Est-ce dire que l'on peut d'emblée prédire avec certitude la «garde»? On désigne ainsi la  durée pendant laquelle un vin vieillit non pas, comme on le pense généralement, «sans perdre ses qualités» mais bien au contraire en ne cessant de gagner en harmonie, de se «bonifier» du fait des processus moléculaires qui se développent entre ses différents composants. Et cette question concerne tout particulièrement les grands vins rouges de Bordeaux à la fois parce qu'ils sont le fruit de l'association de plusieurs cépages (cabernets sauvignon et franc, merlot, petit verdot et malbec dans des proportions très variables) mais aussi parce qu'ils sont «élevés» durant de longues périodes «sous bois» ce qui leur confère (dans le meilleur des cas) cette inimitable touche de distinction.
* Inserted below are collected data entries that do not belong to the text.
//! The public load/save surface.

use crate::config::SyncConfig;
use crate::error::SyncError;
use crate::outcome::{LoadOutcome, LoadSource, SaveOptions, SaveOutcome};
use crate::remote::RemoteSync;
use crate::resolver::{ConflictResolver, Winner};
use crate::scheduler::SyncScheduler;
use minesync_storage::{AsyncTier, BackupRotator, Clock, LocalTierStore, SyncTier};
use minesync_types::{keys, GameStateDocument, IntegrityValidator, SaveReason, UserId};
use serde_json::{json, Value};
use std::collections::HashMap;
use std::sync::Arc;
use tokio::sync::RwLock;
use tracing::{debug, info, warn};

/// Builds the payload of a brand-new player's document.
pub type DefaultPayload = Arc<dyn Fn(&UserId) -> Value + Send + Sync>;

/// Collaborators the facade is assembled from.
pub struct EngineParts {
    pub sync_tier: Arc<dyn SyncTier>,
    pub async_tier: Arc<dyn AsyncTier>,
    pub remote: Arc<dyn RemoteSync>,
    pub clock: Arc<dyn Clock>,
}

/// Owns the in-memory working copies and fronts the local tiers, the
/// scheduler and the remote.
///
/// Neither `load` nor `save` ever returns an error: failures are logged and
/// reflected in the returned document or flag.
pub struct CacheFacade {
    memory: RwLock<HashMap<UserId, GameStateDocument>>,
    store: Arc<LocalTierStore>,
    rotator: Arc<BackupRotator>,
    remote: Arc<dyn RemoteSync>,
    resolver: ConflictResolver,
    scheduler: SyncScheduler,
    validator: IntegrityValidator,
    clock: Arc<dyn Clock>,
    default_payload: DefaultPayload,
}

impl CacheFacade {
    /// Wires up storage, scheduling and reconciliation from `parts`.
    pub fn init(config: SyncConfig, parts: EngineParts) -> Self {
        let validator = IntegrityValidator::default();
        let rotator = Arc::new(BackupRotator::new(
            parts.sync_tier.clone(),
            parts.clock.clone(),
            config.storage.clone(),
        ));
        let store = Arc::new(LocalTierStore::new(
            parts.sync_tier,
            parts.async_tier,
            rotator.clone(),
            parts.clock.clone(),
            config.storage.clone(),
        ));
        let resolver =
            ConflictResolver::new(config.conflict.clone()).with_validator(validator.clone());
        let scheduler = SyncScheduler::new(
            config,
            store.clone(),
            parts.remote.clone(),
            parts.clock.clone(),
            validator.clone(),
        );
        info!("Cache facade initialized");
        Self {
            memory: RwLock::new(HashMap::new()),
            store,
            rotator,
            remote: parts.remote,
            resolver,
            scheduler,
            validator,
            clock: parts.clock,
            default_payload: Arc::new(|_| json!({})),
        }
    }

    /// Sets the payload used for players with no valid saved state.
    pub fn with_default_payload(
        mut self,
        f: impl Fn(&UserId) -> Value + Send + Sync + 'static,
    ) -> Self {
        self.default_payload = Arc::new(f);
        self
    }

    pub fn scheduler(&self) -> &SyncScheduler {
        &self.scheduler
    }

    pub fn rotator(&self) -> &Arc<BackupRotator> {
        &self.rotator
    }

    // ── Load ────────────────────────────────────────────────────

    /// Returns the current document for `user`.
    pub async fn load(&self, user: &UserId) -> GameStateDocument {
        self.load_detailed(user).await.document
    }

    /// Like [`Self::load`], also reporting where the document came from.
    ///
    /// Order: memory, then the local tiers (falling back to the newest
    /// backup), then the remote. When both a local and a remote candidate
    /// exist the resolver picks the winner.
    pub async fn load_detailed(&self, user: &UserId) -> LoadOutcome {
        if let Some(doc) = self.memory.read().await.get(user) {
            if self.validator.validate_for(doc, user).valid {
                return LoadOutcome {
                    document: doc.clone(),
                    source: LoadSource::Memory,
                    resolution: None,
                    error: None,
                };
            }
        }

        let local = self.local_candidate(user).await;
        let remote = match self.remote.pull(user).await {
            Ok(doc) => doc,
            Err(e) => {
                warn!("Remote load for {} failed, using local state: {}", user, e);
                None
            }
        };

        let resolution = self.resolver.resolve(
            local.as_ref().map(|(doc, _)| doc),
            remote.as_ref(),
            user,
        );

        let found_remote = remote.is_some();
        let (document, source) = match (resolution.winner, local, remote) {
            (Winner::Local, Some((doc, source)), _) => (doc, source),
            (Winner::Remote, _, Some(doc)) => {
                self.adopt_remote(&doc).await;
                (doc, LoadSource::Remote)
            }
            _ => {
                info!("No usable state for {}, starting fresh", user);
                (self.default_document(user), LoadSource::Default)
            }
        };

        let error = (source == LoadSource::Default
            && (found_remote || self.store.exists(&keys::game_state(user))))
        .then_some(SyncError::ConflictUnresolvable);
        if let Some(e) = &error {
            warn!("Stored state for {} discarded: {}", user, e);
        }

        if source == LoadSource::Remote {
            self.scheduler.observe_remote(user, document.version);
        } else {
            self.scheduler.observe_version(user, document.version);
        }
        self.memory
            .write()
            .await
            .insert(user.clone(), document.clone());
        LoadOutcome {
            document,
            source,
            resolution: Some(resolution),
            error,
        }
    }

    /// The better of the tier copy and the newest backup, by version then
    /// modification time. Tier writes carry the next unsent version, so a
    /// deferred or coalesced copy outranks the backup of the save before it.
    async fn local_candidate(&self, user: &UserId) -> Option<(GameStateDocument, LoadSource)> {
        let stored = self
            .store
            .read(&keys::game_state(user))
            .await
            .filter(|doc| self.validator.validate_for(doc, user).valid)
            .map(|doc| (doc, LoadSource::Local));
        let backup = self
            .rotator
            .latest(user)
            .map(|record| record.into_document())
            .filter(|doc| self.validator.validate_for(doc, user).valid)
            .map(|doc| (doc, LoadSource::Backup));

        match (stored, backup) {
            (Some(s), Some(b)) => {
                let newer_backup = (b.0.version, b.0.effective_timestamp())
                    > (s.0.version, s.0.effective_timestamp());
                Some(if newer_backup { b } else { s })
            }
            (s, b) => s.or(b),
        }
    }

    async fn adopt_remote(&self, doc: &GameStateDocument) {
        let outcome = self.store.write(&keys::game_state(&doc.user_id), doc).await;
        if !outcome.is_success() {
            warn!(
                "Could not cache remote state for {} locally: {:?}",
                doc.user_id, outcome
            );
        }
    }

    fn default_document(&self, user: &UserId) -> GameStateDocument {
        GameStateDocument::new(user.clone(), (self.default_payload)(user))
            .with_last_modified(self.clock.now())
    }

    // ── Save ────────────────────────────────────────────────────

    /// Saves `doc` for `user`. Returns true if the save was accepted.
    pub async fn save(&self, user: &UserId, doc: GameStateDocument, options: SaveOptions) -> bool {
        self.save_detailed(user, doc, options).await.is_success()
    }

    /// Like [`Self::save`], returning the full outcome.
    pub async fn save_detailed(
        &self,
        user: &UserId,
        doc: GameStateDocument,
        options: SaveOptions,
    ) -> SaveOutcome {
        let report = self.validator.validate_for(&doc, user);
        if !report.valid {
            warn!("Refusing save for {}: {}", user, report.errors.join("; "));
            return SaveOutcome::Failed {
                error: SyncError::Validation(report.errors),
                attempts: 0,
                locally_persisted: false,
                notify: true,
            };
        }

        self.memory
            .write()
            .await
            .insert(user.clone(), doc.clone());
        let outcome = self.scheduler.request(doc, options).await;

        if let SaveOutcome::Saved { version, .. } | SaveOutcome::Dispatched { version } = &outcome
        {
            if let Some(cached) = self.memory.write().await.get_mut(user) {
                cached.version = cached.version.max(*version);
            }
        }
        debug!("Save for {} ({}) -> {:?}", user, options.reason, outcome);
        outcome
    }

    /// Saves bypassing the minimum interval. Still coalesces with an
    /// in-flight save.
    pub async fn force_save(&self, user: &UserId, doc: GameStateDocument) -> bool {
        let options = SaveOptions {
            force: true,
            ..SaveOptions::manual()
        };
        self.save(user, doc, options).await
    }

    /// Drops the in-memory copy for `user`. Durable tiers are untouched.
    pub async fn invalidate(&self, user: &UserId) {
        if self.memory.write().await.remove(user).is_some() {
            debug!("Invalidated cached state for {}", user);
        }
    }

    /// Unload path for the in-memory copy of `user`. Returns true if a local
    /// backup was written.
    pub async fn save_on_unload(&self, user: &UserId) -> bool {
        let Some(mut doc) = self.memory.read().await.get(user).cloned() else {
            debug!("Nothing cached to save on unload for {}", user);
            return false;
        };
        doc.save_reason = SaveReason::BeforeUnload;
        self.scheduler.save_on_unload(doc)
    }

    pub async fn flush_all(&self) {
        self.scheduler.flush_all().await;
    }

    pub fn has_pending(&self, user: &UserId) -> bool {
        self.scheduler.has_pending(user)
    }

    /// True once local storage has run out of quota.
    pub fn storage_warning(&self) -> bool {
        self.scheduler.storage_warning()
    }

    /// Flushes outstanding saves, cancels timers and clears memory.
    pub async fn dispose(&self) {
        self.scheduler.flush_all().await;
        self.scheduler.shutdown();
        self.memory.write().await.clear();
        info!("Cache facade disposed");
    }
}
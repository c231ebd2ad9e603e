//! Directory-backed large-object tier.
//!
//! One file per key under a root directory. Keys are percent-encoded into
//! file names so any user id round-trips through `keys()`.

use crate::error::{StorageError, StorageResult};
use crate::tier::AsyncTier;
use async_trait::async_trait;
use std::path::{Path, PathBuf};
use std::sync::atomic::{AtomicU64, Ordering};
use std::sync::Arc;
use tokio::fs;
use tokio::sync::RwLock;
use tracing::{debug, info};

const FILE_EXTENSION: &str = "json";

/// Distinguishes temp files of overlapping writes to the same key.
static TMP_SEQ: AtomicU64 = AtomicU64::new(0);

/// Large-object tier storing each key as a file.
#[derive(Debug)]
pub struct FileAsyncTier {
    root: PathBuf,
    ready: Arc<RwLock<bool>>,
}

impl FileAsyncTier {
    /// Creates a tier rooted at `root`. The directory is created on first use.
    pub fn new(root: impl Into<PathBuf>) -> Self {
        Self {
            root: root.into(),
            ready: Arc::new(RwLock::new(false)),
        }
    }

    /// Returns the root directory.
    pub fn root(&self) -> &Path {
        &self.root
    }

    async fn ensure_root(&self) -> StorageResult<()> {
        if *self.ready.read().await {
            return Ok(());
        }
        let mut ready = self.ready.write().await;
        if !*ready {
            fs::create_dir_all(&self.root).await?;
            info!("Created large-object tier directory: {:?}", self.root);
            *ready = true;
        }
        Ok(())
    }

    fn path_for(&self, key: &str) -> PathBuf {
        self.root
            .join(format!("{}.{FILE_EXTENSION}", encode_key(key)))
    }
}

fn encode_key(key: &str) -> String {
    let mut out = String::with_capacity(key.len());
    for b in key.bytes() {
        if b.is_ascii_alphanumeric() || b == b'_' || b == b'-' {
            out.push(b as char);
        } else {
            out.push_str(&format!("%{b:02X}"));
        }
    }
    out
}

fn decode_key(name: &str) -> Option<String> {
    let bytes = name.as_bytes();
    let mut out = Vec::with_capacity(bytes.len());
    let mut i = 0;
    while i < bytes.len() {
        if bytes[i] == b'%' {
            let hex = name.get(i + 1..i + 3)?;
            out.push(u8::from_str_radix(hex, 16).ok()?);
            i += 3;
        } else {
            out.push(bytes[i]);
            i += 1;
        }
    }
    String::from_utf8(out).ok()
}

#[async_trait]
impl AsyncTier for FileAsyncTier {
    fn name(&self) -> &'static str {
        "file"
    }

    async fn put(&self, key: &str, value: &[u8]) -> StorageResult<()> {
        self.ensure_root().await?;
        let path = self.path_for(key);
        // Write then rename so a crash never leaves a torn file behind.
        let seq = TMP_SEQ.fetch_add(1, Ordering::Relaxed);
        let tmp = path.with_extension(format!("{}.{seq}.tmp", std::process::id()));
        fs::write(&tmp, value).await?;
        fs::rename(&tmp, &path).await?;
        debug!("Wrote {} bytes to {:?}", value.len(), path);
        Ok(())
    }

    async fn get(&self, key: &str) -> StorageResult<Option<Vec<u8>>> {
        match fs::read(self.path_for(key)).await {
            Ok(bytes) => Ok(Some(bytes)),
            Err(e) if e.kind() == std::io::ErrorKind::NotFound => Ok(None),
            Err(e) => Err(StorageError::Io(e)),
        }
    }

    async fn delete(&self, key: &str) -> StorageResult<()> {
        match fs::remove_file(self.path_for(key)).await {
            Ok(()) => Ok(()),
            Err(e) if e.kind() == std::io::ErrorKind::NotFound => Ok(()),
            Err(e) => Err(StorageError::Io(e)),
        }
    }

    async fn size_of(&self, key: &str) -> StorageResult<Option<u64>> {
        match fs::metadata(self.path_for(key)).await {
            Ok(meta) => Ok(Some(meta.len())),
            Err(e) if e.kind() == std::io::ErrorKind::NotFound => Ok(None),
            Err(e) => Err(StorageError::Io(e)),
        }
    }

    async fn keys(&self) -> StorageResult<Vec<String>> {
        let mut entries = match fs::read_dir(&self.root).await {
            Ok(entries) => entries,
            Err(e) if e.kind() == std::io::ErrorKind::NotFound => return Ok(Vec::new()),
            Err(e) => return Err(StorageError::Io(e)),
        };

        let mut keys = Vec::new();
        while let Some(entry) = entries.next_entry().await? {
            let path = entry.path();
            if path.extension().and_then(|e| e.to_str()) != Some(FILE_EXTENSION) {
                continue;
            }
            let Some(stem) = path.file_stem().and_then(|s| s.to_str()) else {
                continue;
            };
            match decode_key(stem) {
                Some(key) => keys.push(key),
                None => debug!("Skipping undecodable file name: {:?}", path),
            }
        }
        keys.sort();
        Ok(keys)
    }
}
#[derive(Debug)]
struct UserSync {
    phase: Phase,
    pending: bool,
    /// Newest document handed to the scheduler and not yet picked up.
    latest: Option<(GameStateDocument, SaveOptions)>,
    last_success: Option<Instant>,
    /// Highest version stamped onto an outgoing document.
    last_version: u64,
    /// Highest version the remote acknowledged.
    acked_version: u64,
    backoff: Backoff,
    deferred: Option<JoinHandle<()>>,
    consecutive_failures: u32,
}

impl UserSync {
    fn new(config: &SyncConfig) -> Self {
        Self {
            phase: Phase::Idle,
            pending: false,
            latest: None,
            last_success: None,
            last_version: 0,
            acked_version: 0,
            backoff: Backoff::from_config(config),
            deferred: None,
            consecutive_failures: 0,
        }
    }

    fn timer_armed(&self) -> bool {
        self.deferred.as_ref().is_some_and(|h| !h.is_finished())
    }

    fn cancel_timer(&mut self) {
        if let Some(handle) = self.deferred.take() {
            handle.abort();
        }
    }

    /// Raises `doc` to the next unsent version so local copies always outrank
    /// backups of earlier saves.
    fn floor_version(&self, mut doc: GameStateDocument) -> GameStateDocument {
        doc.version = doc.version.max(self.last_version + 1);
        doc
    }

    /// Records a new latest document, keeping the strongest flags of any
    /// request it replaces.
    fn offer(&mut self, doc: GameStateDocument, options: SaveOptions) {
        let options = match self.latest.take() {
            Some((_, prev)) => SaveOptions {
                reason: options.reason,
                critical: options.critical || prev.critical,
                force: options.force || prev.force,
            },
            None => options,
        };
        self.latest = Some((doc, options));
    }
}

/// A stamped document claimed for sending.
type Job = (GameStateDocument, SaveOptions);

enum Gate {
    Run(Job),
    Coalesce,
    Defer(Duration),
}

struct Inner {
    config: SyncConfig,
    store: Arc<LocalTierStore>,
    remote: Arc<dyn RemoteSync>,
    clock: Arc<dyn Clock>,
    validator: IntegrityValidator,
    users: Mutex<HashMap<UserId, UserSync>>,
    idle: Notify,
    storage_warning: AtomicBool,
}

/// Serializes, debounces and retries saves per user.
#[derive(Clone)]
pub struct SyncScheduler {
    inner: Arc<Inner>,
}
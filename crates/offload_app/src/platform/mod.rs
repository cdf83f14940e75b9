mod cli;
mod runner;

pub use runner::run;
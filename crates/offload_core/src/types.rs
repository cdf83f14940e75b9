use std::fmt;
use std::path::PathBuf;

/// One schema-less item of the dataset.
pub type Record = serde_json::Value;

/// The ordered sequence of records currently held by a session.
pub type Dataset = Vec<Record>;

/// Correlates a worker reply with the request that caused it.
pub type RequestToken = u64;

#[derive(Debug, Clone, Copy, PartialEq, Eq, Hash)]
pub enum OperationKind {
    Parse,
    Filter,
    Sort,
}

impl OperationKind {
    pub fn as_str(self) -> &'static str {
        match self {
            OperationKind::Parse => "parse",
            OperationKind::Filter => "filter",
            OperationKind::Sort => "sort",
        }
    }
}

impl fmt::Display for OperationKind {
    fn fmt(&self, f: &mut fmt::Formatter<'_>) -> fmt::Result {
        f.write_str(self.as_str())
    }
}

/// A file chosen by the user, as handed over by the UI layer.
#[derive(Debug, Clone, PartialEq, Eq)]
pub struct FileHandle {
    pub name: String,
    pub source: FileSource,
}

#[derive(Debug, Clone, PartialEq, Eq)]
pub enum FileSource {
    /// Local file, read when the load starts.
    Path(PathBuf),
    /// Raw bytes already in memory.
    Bytes(Vec<u8>),
    /// Text already decoded by the host.
    Text(String),
}

impl FileHandle {
    pub fn from_path(path: impl Into<PathBuf>) -> Self {
        let path = path.into();
        let name = path
            .file_name()
            .map(|n| n.to_string_lossy().into_owned())
            .unwrap_or_else(|| path.display().to_string());
        Self {
            name,
            source: FileSource::Path(path),
        }
    }

    pub fn from_bytes(name: impl Into<String>, bytes: Vec<u8>) -> Self {
        Self {
            name: name.into(),
            source: FileSource::Bytes(bytes),
        }
    }

    pub fn from_text(name: impl Into<String>, text: impl Into<String>) -> Self {
        Self {
            name: name.into(),
            source: FileSource::Text(text.into()),
        }
    }
}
On comprend aisément le dilemme, a fortiori pour des bouteilles acquises à prix d'or. Soit il est trop tôt («Le vin n'est pas encore fait»; «Les tanins ne sont pas encore fondus»; «Il gagnerait à vieillir»; «Quelle pitié de boire aujourd'hui une telle promesse!»). Soit, plus rarement, il est définitivement trop tard et voilà le novice dépité de ne pas avoir à temps su saisir leur chance.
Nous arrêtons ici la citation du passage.